From Press Reports to Official Inquiries
The history of the article’s publication (Dana Priest won a Pulitzer for it) is dramatic. President George W. Bush intervened when the newspaper was to go to print, asking for certain details – the names of the countries where the detention centres were located, and the names of the prisoners – to be withheld.
On 7 November, Human Rights Watch, the human rights organisation, said the prisoners had been held in Poland and Romania, among other places. In December, ABC News reported the names of twelve terrorists who had supposedly been held in Poland, among them Khalid Sheik Mohammad, the mastermind of the World Trade Centre attack.
At the same time, European press reported on a whole ‘global network of secret CIA prisons’, mentioning countries not only in Europe, but also in Africa and the Middle East. Newspapers wrote about EU governments cooperating with the Americans and handing terrorist suspects over to them. The whole story was presented in Ewa Ewart’s BBC documentary about secret landings of CIA airplanes in Europe. EU institutions started investigating the matter. Three reports were drawn up confirming the prisons’ existence in Poland and Romania: the Council of Europe’s (June 2006), the European Parliament’s (November 2006), and the European Commission’s (November 2007). All three were based on circumstantial evidence and anonymous sources.

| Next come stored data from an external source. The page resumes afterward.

//! SQLite implementation of the TaskRepository.

use async_trait::async_trait;
use chrono::Utc;
use sqlx::SqlitePool;
use uuid::Uuid;

use crate::adapters::sqlite::{parse_datetime, parse_uuid};
use crate::domain::errors::{DomainError, DomainResult};
use crate::domain::models::{NewTask, Task, TaskPatch, TaskStatus};
use crate::domain::ports::TaskRepository;

#[derive(Clone)]
pub struct SqliteTaskRepository {
    pool: SqlitePool,
}

impl SqliteTaskRepository {
    /// Create a repository over `pool`.
    pub fn new(pool: SqlitePool) -> Self {
        Self { pool }
    }
}

#[async_trait]
impl TaskRepository for SqliteTaskRepository {
    async fn find_by_owner(&self, owner_id: Uuid) -> DomainResult<Vec<Task>> {
        let rows: Vec<TaskRow> = sqlx::query_as(
            "SELECT * FROM tasks WHERE owner_id = ? ORDER BY rowid"
        )
        .bind(owner_id.to_string())
        .fetch_all(&self.pool)
        .await?;

        rows.into_iter().map(Task::try_from).collect()
    }

    async fn find_one(&self, task_id: Uuid, owner_id: Uuid) -> DomainResult<Option<Task>> {
        let row: Option<TaskRow> = sqlx::query_as(
            "SELECT * FROM tasks WHERE id = ? AND owner_id = ?"
        )
        .bind(task_id.to_string())
        .bind(owner_id.to_string())
        .fetch_optional(&self.pool)
        .await?;

        row.map(Task::try_from).transpose()
    }

    async fn insert(&self, owner_id: Uuid, fields: NewTask) -> DomainResult<Task> {
        let task = Task::new(owner_id, fields);

        sqlx::query(
            r#"INSERT INTO tasks (id, owner_id, title, description, status, created_at, updated_at)
               VALUES (?, ?, ?, ?, ?, ?, ?)"#
        )
        .bind(task.id.to_string())
        .bind(task.owner_id.to_string())
        .bind(&task.title)
        .bind(&task.description)
        .bind(task.status.as_str())
        .bind(task.created_at.to_rfc3339())
        .bind(task.updated_at.to_rfc3339())
        .execute(&self.pool)
        .await?;

        Ok(task)
    }

    async fn update_one(
        &self,
        task_id: Uuid,
        owner_id: Uuid,
        patch: TaskPatch,
    ) -> DomainResult<Option<Task>> {
        // Single statement so the update is atomic at the store.
        let row: Option<TaskRow> = sqlx::query_as(
            r#"UPDATE tasks SET
                   title = COALESCE(?, title),
                   description = COALESCE(?, description),
                   status = COALESCE(?, status),
                   updated_at = ?
               WHERE id = ? AND owner_id = ?
               RETURNING *"#
        )
        .bind(patch.title)
        .bind(patch.description)
        .bind(patch.status.map(|s| s.as_str()))
        .bind(Utc::now().to_rfc3339())
        .bind(task_id.to_string())
        .bind(owner_id.to_string())
        .fetch_optional(&self.pool)
        .await?;

        row.map(Task::try_from).transpose()
    }

    async fn delete_one(&self, task_id: Uuid, owner_id: Uuid) -> DomainResult<bool> {
        let result = sqlx::query("DELETE FROM tasks WHERE id = ? AND owner_id = ?")
            .bind(task_id.to_string())
            .bind(owner_id.to_string())
            .execute(&self.pool)
            .await?;

        Ok(result.rows_affected() > 0)
    }
}

#[derive(sqlx::FromRow)]
struct TaskRow {
    id: String,
    owner_id: String,
    title: String,
    description: String,
    status: String,
    created_at: String,
    updated_at: String,
}

impl TryFrom<TaskRow> for Task {
    type Error = DomainError;

    fn try_from(row: TaskRow) -> Result<Self, Self::Error> {
        let status = TaskStatus::from_str(&row.status)
            .ok_or_else(|| DomainError::SerializationError(format!("Invalid status: {}", row.status)))?;

        Ok(Task {
            id: parse_uuid(&row.id)?,
            owner_id: parse_uuid(&row.owner_id)?,
            title: row.title,
            description: row.description,
            status,
            created_at: parse_datetime(&row.created_at)?,
            updated_at: parse_datetime(&row.updated_at)?,
        })
    }
}
//! Domain layer: models, errors and the ports adapters implement.

pub mod errors;
pub mod models;
pub mod ports;
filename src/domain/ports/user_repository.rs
use crate::domain::errors::DomainResult;
use crate::domain::models::User;
use async_trait::async_trait;

/// Repository port for user accounts
#[async_trait]
pub trait UserRepository: Send + Sync {
    /// Insert a new user; a duplicate email yields `EmailAlreadyRegistered`
    async fn insert(&self, user: &User) -> DomainResult<()>;

    /// Look up a user by email
    async fn find_by_email(&self, email: &str) -> DomainResult<Option<User>>;
}
//! Tasklane CLI entry point.

use clap::Parser;

use tasklane::cli::{Cli, Commands};

#[tokio::main]
async fn main() {
    let cli = Cli::parse();

    let result = match cli.command {
        Commands::Serve(args) => tasklane::cli::commands::serve::execute(args).await,
        Commands::Migrate(args) => tasklane::cli::commands::migrate::execute(args).await,
    };

    if let Err(err) = result {
        tasklane::cli::handle_error(err);
    }
}
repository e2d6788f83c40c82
//! Error responses for the HTTP surface.
//!
//! Every failure is rendered as `{"error": ..., "code": ...}`. Internal
//! errors are logged in full and reported with a generic message.

use axum::extract::rejection::JsonRejection;
use axum::http::StatusCode;
use axum::response::{IntoResponse, Json, Response};
use serde::{Deserialize, Serialize};

use crate::domain::errors::DomainError;

/// Error response body.
#[derive(Debug, Clone, Serialize, Deserialize)]
pub struct ErrorResponse {
    pub error: String,
    pub code: String,
}

#[derive(Debug)]
pub struct ApiError {
    status: StatusCode,
    code: &'static str,
    message: String,
}

impl ApiError {
    pub fn new(status: StatusCode, code: &'static str, message: impl Into<String>) -> Self {
        Self {
            status,
            code,
            message: message.into(),
        }
    }

    pub fn unauthorized(message: impl Into<String>) -> Self {
        Self::new(StatusCode::UNAUTHORIZED, "UNAUTHORIZED", message)
    }

    pub fn task_not_found() -> Self {
        Self::new(StatusCode::NOT_FOUND, "TASK_NOT_FOUND", "Task not found")
    }

    fn internal() -> Self {
        Self::new(StatusCode::INTERNAL_SERVER_ERROR, "INTERNAL_ERROR", "Internal server error")
    }

    pub fn status(&self) -> StatusCode {
        self.status
    }
}

impl From<DomainError> for ApiError {
    fn from(err: DomainError) -> Self {
        if err.is_internal() {
            tracing::error!(error = %err, "request failed with internal error");
            return Self::internal();
        }

        match err {
            DomainError::TaskNotFound(_) => Self::task_not_found(),
            DomainError::EmailAlreadyRegistered(_) => {
                Self::new(StatusCode::CONFLICT, "EMAIL_ALREADY_REGISTERED", "Email already registered")
            }
            DomainError::InvalidCredentials => {
                Self::new(StatusCode::UNAUTHORIZED, "INVALID_CREDENTIALS", "Invalid email or password")
            }
            DomainError::InvalidToken(_) => Self::unauthorized("Invalid or expired token"),
            DomainError::ValidationFailed(message) => {
                Self::new(StatusCode::BAD_REQUEST, "VALIDATION_ERROR", message)
            }
            other => {
                tracing::error!(error = %other, "request failed with unclassified error");
                Self::internal()
            }
        }
    }
}

/// Malformed bodies, wrong content types and schema mismatches are all 400.
impl From<JsonRejection> for ApiError {
    fn from(rejection: JsonRejection) -> Self {
        Self::new(StatusCode::BAD_REQUEST, "VALIDATION_ERROR", rejection.body_text())
    }
}

impl IntoResponse for ApiError {
    fn into_response(self) -> Response {
        let body = ErrorResponse {
            error: self.message,
            code: self.code.to_string(),
        };
        (self.status, Json(body)).into_response()
    }
}
//! Implementation of the `tasklane migrate` command.

use anyhow::{Context, Result};
use clap::Args;
use std::path::PathBuf;

use crate::adapters::sqlite::{all_embedded_migrations, create_pool, Migrator, PoolConfig};
use crate::infrastructure::logging::{LogConfig, LoggerImpl};

#[derive(Args, Debug)]
pub struct MigrateArgs {
    /// Configuration file (defaults to .tasklane/config.yaml)
    #[arg(short, long)]
    pub config: Option<PathBuf>,
}

pub async fn execute(args: MigrateArgs) -> Result<()> {
    let config = super::load_migration_config(args.config.as_deref())?;
    let _logger = LoggerImpl::init(&LogConfig::from(&config.logging))?;

    let pool = create_pool(&config.database.url(), Some(PoolConfig::from(&config.database)))
        .await
        .context("Failed to open database")?;

    let migrator = Migrator::new(pool.clone());
    let applied = migrator
        .run_embedded_migrations(all_embedded_migrations())
        .await
        .context("Failed to apply migrations")?;
    let version = migrator.get_current_version().await?;
    pool.close().await;

    println!("Applied {applied} migration(s); schema version is now {version}");
    Ok(())
}
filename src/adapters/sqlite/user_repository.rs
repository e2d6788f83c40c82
//! SQLite implementation of the UserRepository.

use async_trait::async_trait;
use sqlx::SqlitePool;

use crate::adapters::sqlite::{parse_datetime, parse_uuid};
use crate::domain::errors::{DomainError, DomainResult};
use crate::domain::models::User;
use crate::domain::ports::UserRepository;

#[derive(Clone)]
pub struct SqliteUserRepository {
    pool: SqlitePool,
}

impl SqliteUserRepository {
    /// Create a repository over `pool`.
    pub fn new(pool: SqlitePool) -> Self {
        Self { pool }
    }
}

#[async_trait]
impl UserRepository for SqliteUserRepository {
    async fn insert(&self, user: &User) -> DomainResult<()> {
        sqlx::query(
            "INSERT INTO users (id, email, password_hash, created_at) VALUES (?, ?, ?, ?)"
        )
        .bind(user.id.to_string())
        .bind(&user.email)
        .bind(&user.password_hash)
        .bind(user.created_at.to_rfc3339())
        .execute(&self.pool)
        .await
        .map_err(|e| match e {
            sqlx::Error::Database(ref db) if db.is_unique_violation() => {
                DomainError::EmailAlreadyRegistered(user.email.clone())
            }
            other => DomainError::from(other),
        })?;

        Ok(())
    }

    async fn find_by_email(&self, email: &str) -> DomainResult<Option<User>> {
        let row: Option<UserRow> = sqlx::query_as("SELECT * FROM users WHERE email = ?")
            .bind(email)
            .fetch_optional(&self.pool)
            .await?;

        row.map(User::try_from).transpose()
    }
}

#[derive(sqlx::FromRow)]
struct UserRow {
    id: String,
    email: String,
    password_hash: String,
    created_at: String,
}

impl TryFrom<UserRow> for User {
    type Error = DomainError;

    fn try_from(row: UserRow) -> Result<Self, Self::Error> {
        Ok(User {
            id: parse_uuid(&row.id)?,
            email: row.email,
            password_hash: row.password_hash,
            created_at: parse_datetime(&row.created_at)?,
        })
    }
}
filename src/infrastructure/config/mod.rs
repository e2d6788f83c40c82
//! Configuration management infrastructure
//!
//! Hierarchical configuration using figment:
//! - YAML file loading
//! - Environment variable overrides
//! - Configuration validation

pub mod loader;

pub use loader::{ConfigError, ConfigLoader, ENV_PREFIX};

President Bush’s Admission
In September 2006, President George W. Bush admitted that the US had indeed used facilities in countries – members of the anti-terrorist alliance. He refused to name the countries. He denied whether the detainees had been tortured.
Poland was named most emphatically by the New York Times in a June 2008 report that described in detail the interrogations at the military intelligence training centre in Stare Kiejkuty in north-eastern Poland. It even stated the name of one of the interrogators – Deuce Martinez. The report’s author, Scott Shane, talked to a number of former CIA officers. According to them, the Polish prisons was ‘the most important one’ for the CIA. ‘Many’ Al Qaeda terrorists were held there for months.
According to the report’s author, Khalid Sheik Mohammad was tortured. Special interrogation tactics, such as sleep deprivation, frigid temperatures, fear, pain, simulated drowning – were used about one hundred times on Mr Muhammad over two weeks.
Europe Reprimands Poland
In Poland, politicians from all sides consistently denied the existence of alleged ‘CIA prisons’.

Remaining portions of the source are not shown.